E poi è da ricordare il saccheggio del pianeta costituito dai carburanti fossili. Il movimento per il clima esercita anche delle pressioni per accelerare l’aumento delle fonti di energia alternative. Esistono delle critiche molto buone al concetto che noi possiamo soltanto rimpiazzare il petrolio a basso costo che sostituisce i trasporti e la produzione di cibo con il solare e l’eolico; noi quasi certamente dobbiamo ridurre radicalmente l’ammontare di energia che consumeremo andando avanti nel tempo. Ma la situazione attuale è insopportabile e insostenibile. Così sembra a chiunque conosca queste cose, sia che combatta il razzismo strutturale storicamente radicato, che ancora genera orribili uccisioni abitualmente coperte dallo stato, che colpiscono al di la di ogni proporzione i neri e gli ispanici, sia coloro che si sono concentrati sulla necessità di bloccare il fracking (questo terribile metodo di estrazione del petrolio che almeno finora sembra avere un gran successo nello stato di New York), sugli oleodotti per il trasporto del petrolio estratto dalle sabbie bituminose, oppure facendo soltanto delle campagne per lasciare il petrolio sottoterra.
È facile disperarsi quando le cosiddette “notizie” propagandistiche rinforzano così tanto il nostro isolamento mentre rendono le modalità in cui si vedono le cose così inevitabili e senza scadenze. Ma la storia parla un linguaggio diverso. Oggi le cose stanno cambiando rapidamente ed esiste una effettiva possibilità di forgiare una maniera di vivere molto diversa, a partire dalle violente convulsioni finali delle regole barbare e sfruttatrici sotto le quali abbiamo vissuto per più di un secolo.

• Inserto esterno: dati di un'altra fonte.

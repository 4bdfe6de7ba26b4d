//! Chat-completion client used for OCR correction and question answering.
//!
//! Requests go straight to an Azure OpenAI chat deployment over REST; the pipeline only ever
//! needs the first choice of a non-streaming completion.

use crate::config::OpenAiSettings;
use async_trait::async_trait;
use reqwest::{Client, StatusCode};
use serde::{Deserialize, Serialize};
use serde_json::json;
use thiserror::Error;

/// Errors surfaced while requesting a chat completion.
#[derive(Debug, Error)]
pub enum ChatClientError {
    /// Provider could not be reached or the deployment does not exist.
    #[error("Chat provider unavailable: {0}")]
    ProviderUnavailable(String),
    /// Provider returned an error response.
    #[error("Failed to generate completion: {0}")]
    GenerationFailed(String),
    /// Provider response could not be parsed.
    #[error("Malformed provider response: {0}")]
    InvalidResponse(String),
}

/// Author of a chat message.
#[derive(Debug, Clone, Copy, PartialEq, Eq, Serialize)]
#[serde(rename_all = "lowercase")]
pub enum ChatRole {
    /// Instructions that frame the conversation.
    System,
    /// Caller-provided content.
    User,
}

/// One message in a chat-completion request.
#[derive(Debug, Clone, Serialize)]
pub struct ChatMessage {
    /// Who wrote the message.
    pub role: ChatRole,
    /// Message text.
    pub content: String,
}

impl ChatMessage {
    /// System message.
    pub fn system(content: impl Into<String>) -> Self {
        Self {
            role: ChatRole::System,
            content: content.into(),
        }
    }

    /// User message.
    pub fn user(content: impl Into<String>) -> Self {
        Self {
            role: ChatRole::User,
            content: content.into(),
        }
    }
}

/// Request payload passed to the chat provider.
#[derive(Debug, Clone)]
pub struct ChatRequest {
    /// Conversation to complete.
    pub messages: Vec<ChatMessage>,
    /// Upper bound on generated tokens; `None` leaves it to the provider.
    pub max_tokens: Option<u32>,
    /// Sampling temperature.
    pub temperature: f64,
    /// Nucleus sampling cutoff; `None` leaves it to the provider.
    pub top_p: Option<f64>,
}

/// Interface implemented by chat-completion providers.
#[async_trait]
pub trait ChatClient: Send + Sync {
    /// Complete the conversation and return the first choice, trimmed.
    async fn complete(&self, request: ChatRequest) -> Result<String, ChatClientError>;
}

/// Chat client for an Azure OpenAI deployment.
pub struct AzureOpenAiChatClient {
    http: Client,
    endpoint: String,
    api_key: String,
    deployment: String,
    api_version: String,
}

impl AzureOpenAiChatClient {
    /// Build a client for the configured chat deployment.
    pub fn new(settings: &OpenAiSettings) -> Result<Self, ChatClientError> {
        let http = Client::builder()
            .user_agent("docsift/chat")
            .build()
            .map_err(|error| ChatClientError::ProviderUnavailable(error.to_string()))?;
        Ok(Self {
            http,
            endpoint: settings.endpoint.trim_end_matches('/').to_string(),
            api_key: settings.api_key.clone(),
            deployment: settings.chat_deployment.clone(),
            api_version: settings.api_version.clone(),
        })
    }

    fn url(&self) -> String {
        format!(
            "{}/openai/deployments/{}/chat/completions?api-version={}",
            self.endpoint, self.deployment, self.api_version
        )
    }
}

#[derive(Debug, Deserialize)]
struct CompletionResponse {
    #[serde(default)]
    choices: Vec<CompletionChoice>,
}

#[derive(Debug, Deserialize)]
struct CompletionChoice {
    message: CompletionMessage,
}

#[derive(Debug, Deserialize)]
struct CompletionMessage {
    content: Option<String>,
}

#[async_trait]
impl ChatClient for AzureOpenAiChatClient {
    #[tracing::instrument(skip(self, request), fields(deployment = %self.deployment))]
    async fn complete(&self, request: ChatRequest) -> Result<String, ChatClientError> {
        let mut payload = json!({
            "messages": request.messages,
            "temperature": request.temperature,
        });
        if let Some(max_tokens) = request.max_tokens {
            payload["max_tokens"] = json!(max_tokens);
        }
        if let Some(top_p) = request.top_p {
            payload["top_p"] = json!(top_p);
        }

        let response = self
            .http
            .post(self.url())
            .header("api-key", &self.api_key)
            .json(&payload)
            .send()
            .await
            .map_err(|error| {
                ChatClientError::ProviderUnavailable(format!(
                    "failed to reach Azure OpenAI at {}: {error}",
                    self.endpoint
                ))
            })?;

        if response.status() == StatusCode::NOT_FOUND {
            return Err(ChatClientError::ProviderUnavailable(format!(
                "chat deployment '{}' returned 404",
                self.deployment
            )));
        }

        if !response.status().is_success() {
            let status = response.status();
            let body = response.text().await.unwrap_or_default();
            return Err(ChatClientError::GenerationFailed(format!(
                "Azure OpenAI returned {status}: {body}"
            )));
        }

        let body: CompletionResponse = response.json().await.map_err(|error| {
            ChatClientError::InvalidResponse(format!("failed to decode completion: {error}"))
        })?;

        let content = body
            .choices
            .into_iter()
            .next()
            .and_then(|choice| choice.message.content)
            .ok_or_else(|| {
                ChatClientError::InvalidResponse("completion contained no message".into())
            })?;

        Ok(content.trim().to_string())
    }
}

Che cosa significa “migliore” in questo contesto? La mia “risposta facile” comprende meno lavoro, più momenti di gioia, rapporti più corretti, restauro dei sistemi naturali e un impegno per un bilancio ecologico molto sensibile, che riguardi le risorse, le tecnologie e tutte le forme di vita. Quali tecnologie saranno utili per andare avanti? Come gli obblighi connessi al loro uso imporranno delle strutture sociali che potrebbero essere incompatibili con le nuove pratiche sociali egualitarie? Possono essere riprogettate per rafforzare diverse modalità di vita invece di rimanere intrappolati nei vecchi paradigmi? Queste sono solo alcune delle domande che mi tormentano, e io spero di scrivere qualche testo basato su una ricerca e una analisi storica serie, che possano gettare della luce su di esse nel prossimo anno e in quelli successivi!
Nel frattempo, la rabbia sta montando e la pazienza, quella di tipo radicale, sarà ciò che manterrà alta la pressione e il movimento in fase di crescita e di evoluzione: il prossimo anno sarà proprio interessante!